42 Days and all that

Working from home this morning, before setting off to London by train where I write this I had the opportunity to listen to a lot of debate (I use the term in the loosest sense) on the 42 days detention proposals. It was very worrying to hear some of the vox pop as caller after caller, after pundit, put forward their illiberal view point and explained why we had to lock up people the police thought might be guilty for as long as possible.

Even worse, every time someone opposed the proposal they were challenged
by the presenter with a "What if they did something after they were let off? Or "How would you feel if your daughter had been killed in 7/7?" type question. Nobody had the gumption, or more likely time to challenge these asinine questions.

You would think the BBC of all people would be on the side of presumed innocence but let's look at these two questions….

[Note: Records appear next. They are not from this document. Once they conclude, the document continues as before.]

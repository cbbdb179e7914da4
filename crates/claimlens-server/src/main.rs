//! Claimlens Server
//!
//! HTTP front for the external claim table - answers a single
//! aggregation query (per-creator claim statistics plus a ranked
//! per-recipient preview) against CockroachDB/PostgreSQL.

mod handlers;
mod storage;

use anyhow::{Context, Result};
use axum::{
    routing::{get, post},
    Router,
};
use std::net::SocketAddr;
use std::path::PathBuf;
use std::sync::Arc;
use tower_http::cors::{Any, CorsLayer};
use tower_http::services::ServeDir;
use tower_http::trace::TraceLayer;
use tracing::{error, info, Level};
use tracing_subscriber::FmtSubscriber;

use claimlens_core::ClaimlensError;
use storage::Database;

/// Application state shared across handlers
#[derive(Clone)]
pub struct AppState {
    pub db: Arc<Database>,
    pub config: Arc<Config>,
}

#[tokio::main]
async fn main() {
    // Set up panic hook to log crashes
    std::panic::set_hook(Box::new(|info| {
        let location = info
            .location()
            .map(|l| format!("{}:{}", l.file(), l.line()));
        let payload = if let Some(s) = info.payload().downcast_ref::<&str>() {
            s.to_string()
        } else if let Some(s) = info.payload().downcast_ref::<String>() {
            s.clone()
        } else {
            "Unknown panic".to_string()
        };
        eprintln!("[PANIC] at {:?}: {}", location, payload);
        tracing::error!("PANIC at {:?}: {}", location, payload);
    }));

    // Initialize tracing
    let subscriber = FmtSubscriber::builder()
        .with_max_level(Level::INFO)
        .finish();
    if let Err(e) = tracing::subscriber::set_global_default(subscriber) {
        eprintln!("[FATAL] Failed to initialize logging: {}", e);
        std::process::exit(1);
    }

    info!("Starting Claimlens Server v{}", env!("CARGO_PKG_VERSION"));
    info!("PID: {}", std::process::id());

    if let Err(e) = run_server().await {
        error!("Server failed: {:#}", e);
        std::process::exit(1);
    }
}

async fn run_server() -> Result<()> {
    // Load configuration
    info!("Loading configuration...");
    let config = load_config().context("Failed to load configuration")?;
    info!(
        "Config loaded: bind={}, table={}",
        config.bind_address, config.table
    );

    // Connect to the claim store and probe it once; an unreachable
    // store at startup is fatal
    info!("Connecting to claim store...");
    let db = Arc::new(
        Database::connect(&config)
            .await
            .context("Failed to connect to claim store")?,
    );
    info!("Claim store connection established");

    let config = Arc::new(config);
    let state = AppState {
        db,
        config: config.clone(),
    };

    // Build router
    info!("Building HTTP router...");
    let app = app(state);

    // Start server
    let addr: SocketAddr = config
        .bind_address
        .parse()
        .context("Failed to parse bind address")?;
    info!("Server listening on {}", addr);

    let listener = tokio::net::TcpListener::bind(addr)
        .await
        .context("Failed to bind to address")?;

    info!("Server ready to accept connections");
    axum::serve(listener, app).await.context("Server error")?;

    Ok(())
}

fn app(state: AppState) -> Router {
    Router::new()
        // Landing page
        .route("/", get(handlers::pages::index))
        // Health check
        .route("/health", get(handlers::health))
        // Aggregation query
        .route("/query", post(handlers::query::query))
        // Static assets for the landing page
        .nest_service("/static", ServeDir::new(&state.config.static_dir))
        // Layers
        .layer(
            CorsLayer::new()
                .allow_origin(Any)
                .allow_methods(Any)
                .allow_headers(Any),
        )
        .layer(TraceLayer::new_for_http())
        .with_state(state)
}

#[derive(Debug, Clone)]
pub struct Config {
    pub bind_address: String,
    pub database_url: String,
    pub table: String,
    pub static_dir: PathBuf,
}

fn load_config() -> Result<Config> {
    info!("Loading configuration from environment...");

    // No fallback URL: the claim store holds real data and a baked-in
    // default connection string must never ship
    let database_url = std::env::var("DATABASE_URL").map_err(|_| {
        ClaimlensError::Config(
            "DATABASE_URL is not set; refusing to start without a claim store".to_string(),
        )
    })?;

    let table = std::env::var("CLAIMS_TABLE").unwrap_or_else(|_| "public.merkle".to_string());
    if !storage::is_safe_table_name(&table) {
        return Err(ClaimlensError::Config(format!(
            "CLAIMS_TABLE contains unsupported characters: {}",
            table
        ))
        .into());
    }

    let bind_address =
        std::env::var("BIND_ADDRESS").unwrap_or_else(|_| "0.0.0.0:8080".to_string());

    let static_dir = std::env::var("STATIC_DIR")
        .map(PathBuf::from)
        .unwrap_or_else(|_| PathBuf::from("./static"));
    info!("Static assets directory: {}", static_dir.display());

    Ok(Config {
        bind_address,
        database_url,
        table,
        static_dir,
    })
}

#[cfg(test)]
pub(crate) fn test_state(static_dir: PathBuf) -> AppState {
    // Lazy pool against an unreachable port: paths that never run a
    // query stay testable without a live store, and paths that do run
    // one fail fast with a connection error
    let config = Config {
        bind_address: "127.0.0.1:0".to_string(),
        database_url: "postgres://127.0.0.1:1/claims".to_string(),
        table: "public.merkle".to_string(),
        static_dir,
    };
    let db = Database::connect_lazy(&config);
    AppState {
        db: Arc::new(db),
        config: Arc::new(config),
    }
}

What are the chances of me being involved in a terrorist incident? I was in London on 7/7 along with about 8m other people when 57 were killed and lets say another 150 or so injured. Rounding this off for ease I had an 8m/200 chance (0.0025%) of being involved on that day. However it's not like we get an attack like that every day so lets say we get one every 10 years. In which case there is a 0.0000007% of me being involved in a terrorist attack in London. Setting that against the States desire to do away with our protections I'll take my chance thank you as I reckon I've got more chance being killed on the roads, sailing or on the golf course.

As for my view if it had been my family who had been killed I would like to think that I would have the same view, although I don't know how I would react and may even be vengeful. This is why we don't allow victims justice and whilst I feel sorry for them their opinions should not be allowed to set up some sort of sympathy vote.

Even more worrying was one debate in which it was implied that Gordon had deliberately picked this subject to take on Cameron, despite the advice of his advisors and most of the Cabinet. If he does indeed see playing fast and lose with our liberties as something he gain a party political advantage from I hope he rots in hell, and the sooner the better.

The final insult was those MP's who support it because it is popular. The restoration of the death penalty would be popular but we don't hear them arguing for that! Although I may start a campaign to hang MP's who vote for this Bill because they think it makes them popular.

And finally, not one shred of evidence in support of the need for this Bill, not even a "dodgy dossier".

1 comment:

Mark Wadsworth said...

They left the 'dodgy dossier' on a train seat (possibly one that you didn't give up for the ladies present, see your later post).